Robert Anderson has described the morphologic right atrium (systemic atrium) as being characterized by the presence of a triangular appendage with a broad junction and by the recognition of pectinate muscles extending to the atrioventricular junction. The morphologic left atrium is characterized by a tubular narrow-based appendage and lack of pectinate muscle extension to the atrioventricular junction. Because determination of pectinate muscle morphology is beyond the resolution of MRI or CT, atrial identification is performed by recognition of venoatrial connections and morphology of the appendages. If this analysis fails to yield a confident identification of the right and left atrium, then a diagnosis of atrial situs ambiguous is made. Even in the setting of visceral situs ambiguous, reliable identification of atrial situs may be made in more than 80% of the cases.
Ventricles are defined by their morphologic features, not by their spatial relationships. The morphologic right ventricle is defined by the following features:
Muscular connection between the free wall and the interventricular septum (moderator band) ( Fig. 63.5A ).
The septal attachment of the AV valve of the RV (tricuspid valve) is more apically placed relative to that of the LV ( Fig. 63.5B ).
Presence of a conus/infundibulum. The infundibulum is identified as a muscular cone of tissue that separates the atrioventricular valve from the semilunar valve on the same side, resulting in lack of fibrous contiguity between the two valves ( Fig. 63.5C ).
The morphologic LV is identified by the following features:
Smooth surface of the interventricular septum without any muscular attachments to the free wall ( Fig. 63.6 ).
The septal attachment of the AV valve of the LV (mitral valve) is more cranially located relative to that of the RV ( Fig. 63.6B ).
Absence of a conus/infundibulum, resulting in fibrous contiguity between the atrioventricular valve and the semilunar valve on that side (see Fig. 63.6 ).
The atrioventricular valves follow the ventricle, rather than the atrium. Thus, the tricuspid valve is related to the morphologic right ventricle, and the mitral valve to the morphologic left ventricle. The tricuspid valve typically has papillary muscle attachments to the right ventricular septal surface (septophilic valve) while the mitral valve is septophobic and only attaches to the free wall of the left ventricle.
Neither the shape of the ventricle nor the degree of trabeculation or hypertrophy is considered a reliable marker for ventricular identification, as they are frequently affected by pressure or volume changes in the ventricle.

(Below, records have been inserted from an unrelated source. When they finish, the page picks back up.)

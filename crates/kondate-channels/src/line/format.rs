//! LINE message objects: text and Flex bubbles.

use kondate_core::message::OutboundContent;
use kondate_core::prompt::PromptTemplate;
use kondate_core::recipe::Recipe;
use serde_json::{json, Value};

use crate::text::{basis_line, missing_line, recipes_as_text, truncate_chars, RESULT_TITLE};

/// LINE text messages are limited to 5000 characters.
const LINE_TEXT_LIMIT: usize = 5000;
/// Flex `altText` is limited to 400 characters.
const ALT_TEXT_LIMIT: usize = 400;

const ACCENT: &str = "#1DB446";
const HEADER_BG: &str = "#FF6B6B";

pub(crate) fn text_message(text: &str) -> Value {
    json!({
        "type": "text",
        "text": truncate_chars(text, LINE_TEXT_LIMIT),
    })
}

fn recipe_components(index: usize, recipe: &Recipe) -> Vec<Value> {
    let mut name = json!({
        "type": "text",
        "text": format!("{}. {}", recipe.number, recipe.name),
        "size": "md",
        "weight": "bold",
        "color": ACCENT,
        "wrap": true,
    });
    if index > 0 {
        name["margin"] = json!("lg");
    }
    let mut parts = vec![name];
    if !recipe.description.is_empty() {
        parts.push(json!({
            "type": "text",
            "text": recipe.description,
            "size": "sm",
            "color": "#666666",
            "wrap": true,
            "margin": "sm",
        }));
    }
    if let Some(missing) = missing_line(recipe) {
        parts.push(json!({
            "type": "text",
            "text": missing,
            "size": "xs",
            "color": "#999999",
            "wrap": true,
            "margin": "sm",
        }));
    }
    parts
}

/// A Flex bubble listing the recipes.
pub(crate) fn flex_message(template: PromptTemplate, input: &str, recipes: &[Recipe]) -> Value {
    let mut body = vec![json!({
        "type": "text",
        "text": basis_line(template, input),
        "size": "sm",
        "color": "#999999",
        "wrap": true,
    })];
    for (i, recipe) in recipes.iter().enumerate() {
        body.extend(recipe_components(i, recipe));
    }

    json!({
        "type": "flex",
        "altText": truncate_chars(RESULT_TITLE, ALT_TEXT_LIMIT),
        "contents": {
            "type": "bubble",
            "header": {
                "type": "box",
                "layout": "vertical",
                "backgroundColor": HEADER_BG,
                "paddingAll": "20px",
                "contents": [{
                    "type": "text",
                    "text": RESULT_TITLE,
                    "weight": "bold",
                    "color": "#FFFFFF",
                    "size": "lg",
                }],
            },
            "body": {
                "type": "box",
                "layout": "vertical",
                "paddingAll": "20px",
                "contents": body,
            },
            "footer": {
                "type": "box",
                "layout": "vertical",
                "paddingAll": "10px",
                "contents": [{
                    "type": "text",
                    "text": "どれか作ってみてくださいね😊",
                    "size": "xs",
                    "color": "#AAAAAA",
                    "align": "center",
                }],
            },
        },
    })
}

/// The single message object for a piece of content.
pub(crate) fn message_object(content: &OutboundContent, use_flex: bool) -> Value {
    match content {
        OutboundContent::Text(text) => text_message(text),
        OutboundContent::Error(text) => text_message(&format!("申し訳ありません。{text}")),
        OutboundContent::Recipes {
            template,
            input,
            recipes,
        } => {
            if use_flex {
                flex_message(*template, input, recipes)
            } else {
                text_message(&recipes_as_text(*template, input, recipes))
            }
        }
    }
}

The PA gives rise to branches to the lungs and no branches to the body. The aorta gives rise to branches to the body as well as the coronary arteries. A common vessel arising from the ventricles that gives rise to the coronaries and branches to the body as well the lungs is termed a common arterial trunk or truncus, and a segmental relationship is not assigned (labeled X for undetermined). On transverse cross-sectional imaging at the level of the outflow tract, the coronary artery origin is used to identify the aortic annulus. The intercoronary commissure of the aortic valve is pointed toward the right-left commissure of the pulmonary valve and is an important landmark for determining great arterial relationship ( Fig. 63.7 ). In solitus relationship of the great arteries, the aortic valve annulus lies posterior and to the right of the pulmonary valve annulus.